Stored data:

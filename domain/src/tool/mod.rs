//! Tool domain module
//!
//! This module defines the **Tool Adapter contract**: how domain agents reach
//! a backend system (Jira, Confluence, GitHub) through small, stateless,
//! validated operations.
//!
//! # Overview
//!
//! Every tool is described by a [`ToolDefinition`] (name, description, ordered
//! typed parameters with optional defaults, risk level), invoked via a
//! [`ToolCall`], and returns a [`ToolResult`] whose textual form is always
//! defined.
//!
//! ```text
//! ┌──────────────┐    ┌──────────────┐    ┌──────────────┐
//! │ ToolSpec     │───▶│ ToolCall     │───▶│ ToolResult   │
//! │ (registry)   │    │ (invocation) │    │ (text)       │
//! └──────┬───────┘    └──────────────┘    └──────────────┘
//!        │
//!        ├─ aliases: "jql" → "search_jira"
//!        └─ tools:   "search_jira" → ToolDefinition
//! ```
//!
//! # Static validation
//!
//! The registry is explicit: before a provider touches the network the
//! [`DefaultToolValidator`] checks required parameters, rejects unknown ones,
//! and type-checks arguments; [`apply_defaults`] then fills in declared
//! defaults.
//!
//! # Risk levels
//!
//! | Risk | Examples | Parallel within a turn |
//! |------|----------|------------------------|
//! | **Low** | `search_jira`, `read_confluence_page` | Yes, when every call in the turn is Low |
//! | **High** | `create_issue`, `delete_confluence_page` | No |

pub mod entities;
pub mod provider;
pub mod traits;
pub mod value_objects;

pub use entities::{ParamType, RiskLevel, ToolCall, ToolDefinition, ToolParameter, ToolSpec};
pub use provider::{ProviderError, ToolProvider};
pub use traits::{DefaultToolValidator, ToolValidator, apply_defaults};
pub use value_objects::{ERROR_MARKER, ToolError, ToolResult, is_error_text};
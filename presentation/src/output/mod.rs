//! Output formatting

pub mod console;
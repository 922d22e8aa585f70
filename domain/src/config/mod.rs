//! Configuration value objects for the domain layer
//!
//! These are domain concepts related to configuration that are
//! used across multiple layers.

mod output_format;

pub use output_format::OutputFormat;
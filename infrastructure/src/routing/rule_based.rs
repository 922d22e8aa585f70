//! Keyword-scoring routing brain.
//!
//! # Classification
//!
//! Every system scores the request by the vocabulary it mentions; explicit
//! system names and identifiers (an issue key, an `owner/repo`) weigh more.
//! When two or more systems qualify and the text says where the result should
//! be written ("into a Confluence page", "comment on the PR"), the plan is a
//! chain from the strongest other system to that destination. Otherwise each
//! qualifying system becomes an independent step.
//!
//! A follow-up with no cues of its own ("and move it to Done") is read
//! together with the previous user turn.

use super::cues::Cues;
use super::intents::{self, confluence_write_re, github_write_re, jira_write_re};
use async_trait::async_trait;
use courier_application::ports::routing_brain::{BrainError, RoutingBrain};
use courier_domain::{
    BackendSystem, DomainAgent, PlannedStep, Request, RoutePlan, Speaker, SubRequest,
    ToolSelection, ToolSpec,
};
use tracing::debug;

const JIRA_WORDS: &[&str] = &[
    "jira", "ticket", "tickets", "issue", "issues", "backlog", "sprint", "sprints", "jql",
    "transition", "transitions", "epic", "story", "bug", "worklog", "assign", "project",
    "projects", "board",
];
const CONFLUENCE_WORDS: &[&str] = &[
    "confluence", "page", "pages", "wiki", "space", "spaces", "documentation", "doc", "docs",
    "label", "labels", "labeled",
];
const GITHUB_WORDS: &[&str] = &[
    "github", "repo", "repos", "repository", "repositories", "pr", "prs", "pull", "commit",
    "commits", "branch",
];

/// Naming a system outright counts this much on top of the keyword itself
const NAME_BONUS: u32 = 2;
const IDENTIFIER_BONUS: u32 = 2;
/// A system that is not the strongest needs this score to join the plan
const SECONDARY_THRESHOLD: u32 = 2;

/// Deterministic brain built on keyword scores and regex extraction
#[derive(Debug, Clone, Default)]
pub struct RuleBasedBrain;

impl RuleBasedBrain {
    pub fn new() -> Self {
        Self
    }

    fn score(system: BackendSystem, cues: &Cues) -> u32 {
        let (words, name) = match system {
            BackendSystem::Jira => (JIRA_WORDS, "jira"),
            BackendSystem::Confluence => (CONFLUENCE_WORDS, "confluence"),
            BackendSystem::GitHub => (GITHUB_WORDS, "github"),
        };
        let mut score = words.iter().filter(|w| cues.has(w)).count() as u32;
        if cues.has(name) {
            score += NAME_BONUS;
        }
        let identified = match system {
            BackendSystem::Jira => cues.issue_key().is_some(),
            BackendSystem::Confluence => cues.page_id().is_some(),
            BackendSystem::GitHub => cues.repo().is_some(),
        };
        if identified {
            score += IDENTIFIER_BONUS;
        }
        score
    }

    /// Systems worth a step, strongest first; ties keep the canonical order
    fn rank(cues: &Cues, available: &[BackendSystem]) -> Vec<(BackendSystem, u32)> {
        let mut scored: Vec<(BackendSystem, u32)> = BackendSystem::ALL
            .iter()
            .copied()
            .filter(|s| available.contains(s))
            .map(|s| (s, Self::score(s, cues)))
            .filter(|(_, score)| *score > 0)
            .collect();
        scored.sort_by(|a, b| b.1.cmp(&a.1));

        let Some(top) = scored.first().map(|(_, score)| *score) else {
            return scored;
        };
        scored.retain(|(_, score)| *score == top || *score >= SECONDARY_THRESHOLD);
        scored
    }

    /// Earliest destination phrase among the ranked systems
    fn destination(cues: &Cues, ranked: &[(BackendSystem, u32)]) -> Option<BackendSystem> {
        ranked
            .iter()
            .filter_map(|(system, _)| {
                let re = match system {
                    BackendSystem::Jira => jira_write_re(),
                    BackendSystem::Confluence => confluence_write_re(),
                    BackendSystem::GitHub => github_write_re(),
                };
                cues.find(re).map(|at| (at, *system))
            })
            .min_by_key(|(at, _)| *at)
            .map(|(_, system)| system)
    }

    fn plan_for(text: &str, ranked: &[(BackendSystem, u32)], cues: &Cues) -> Result<RoutePlan, BrainError> {
        let plan = match ranked {
            [] => return Err(BrainError::NoMatchingSystem),
            [(system, _)] => Ok(RoutePlan::single(*system, text)),
            _ => match Self::destination(cues, ranked) {
                Some(destination) => {
                    let source = ranked
                        .iter()
                        .map(|(system, _)| *system)
                        .find(|s| *s != destination)
                        .ok_or(BrainError::NoMatchingSystem)?;
                    RoutePlan::chain((source, text.to_string()), (destination, text.to_string()))
                }
                None => RoutePlan::new(
                    ranked
                        .iter()
                        .map(|(system, _)| PlannedStep::new(*system, text))
                        .collect(),
                ),
            },
        };
        plan.map_err(|e| BrainError::Unintelligible(e.to_string()))
    }
}

#[async_trait]
impl RoutingBrain for RuleBasedBrain {
    async fn classify(
        &self,
        request: &Request,
        agents: &[DomainAgent],
    ) -> Result<RoutePlan, BrainError> {
        let available: Vec<BackendSystem> = agents.iter().map(|a| a.system()).collect();

        let cues = Cues::new(request.text());
        let ranked = Self::rank(&cues, &available);
        if !ranked.is_empty() {
            debug!(?ranked, "Classified request");
            return Self::plan_for(request.text(), &ranked, &cues);
        }

        let previous = request
            .history()
            .iter()
            .rev()
            .find(|turn| turn.speaker == Speaker::User);
        let Some(previous) = previous else {
            return Err(BrainError::NoMatchingSystem);
        };

        let combined = format!("{} {}", previous.text.trim(), request.text().trim());
        let cues = Cues::new(&combined);
        let ranked = Self::rank(&cues, &available);
        debug!(?ranked, "Classified follow-up with previous turn");
        Self::plan_for(&combined, &ranked, &cues)
    }

    async fn select_tools(
        &self,
        agent: &DomainAgent,
        sub_request: &SubRequest,
        tools: &ToolSpec,
    ) -> Result<ToolSelection, BrainError> {
        let cues = Cues::new(&sub_request.text);
        let context = sub_request.context_text();
        let selection = match agent.system() {
            BackendSystem::Jira => intents::jira(&cues, context),
            BackendSystem::Confluence => intents::confluence(&cues, context),
            BackendSystem::GitHub => intents::github(&cues, context),
        };

        if let ToolSelection::Calls { calls } = &selection {
            if let Some(missing) = calls.iter().find(|c| tools.get_resolved(&c.tool_name).is_none()) {
                return Err(BrainError::Unintelligible(format!(
                    "{} has no tool named '{}'",
                    agent.name(),
                    missing.tool_name
                )));
            }
        }
        Ok(selection)
    }
}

● Requirement: The answer is the records above restated word for word from their opening line through the line that holds "invoked via a", both included, and nothing else.

● Response area:
filename domain/src/tool/mod.rs
//! Tool domain module
//!
//! This module defines the **Tool Adapter contract**: how domain agents reach
//! a backend system (Jira, Confluence, GitHub) through small, stateless,
//! validated operations.
//!
//! # Overview
//!
//! Every tool is described by a [`ToolDefinition`] (name, description, ordered
//! typed parameters with optional defaults, risk level), invoked via a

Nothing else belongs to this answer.